**Work to complete:** Retype the material, please. Every line must match.

**Provided data:**
use serde::{Deserialize, Serialize};

/// Aggregate counters for the dashboard
#[derive(Debug, Clone, Serialize, Deserialize, Default)]
pub struct DashboardStats {
    /// Number of active proxies
    pub active_proxies: i64,
    /// Number of unhealthy proxies
    pub unhealthy_proxies: i64,
    /// Total number of proxies
    pub total_proxies: i64,
    /// Total requests processed (lifetime, from proxy counters)
    pub total_requests: i64,
    /// Requests recorded in the last hour
    pub requests_last_hour: i64,
    /// Average success rate across proxies (0-100)
    pub avg_success_rate: f64,
    /// Average response time in milliseconds
    pub avg_response_time: i32,
}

**Written solution:**
use serde::{Deserialize, Serialize};

/// Aggregate counters for the dashboard
#[derive(Debug, Clone, Serialize, Deserialize, Default)]
pub struct DashboardStats {
    /// Number of active proxies
    pub active_proxies: i64,
    /// Number of unhealthy proxies
    pub unhealthy_proxies: i64,
    /// Total number of proxies
    pub total_proxies: i64,
    /// Total requests processed (lifetime, from proxy counters)
    pub total_requests: i64,
    /// Requests recorded in the last hour
    pub requests_last_hour: i64,
    /// Average success rate across proxies (0-100)
    pub avg_success_rate: f64,
    /// Average response time in milliseconds
    pub avg_response_time: i32,
}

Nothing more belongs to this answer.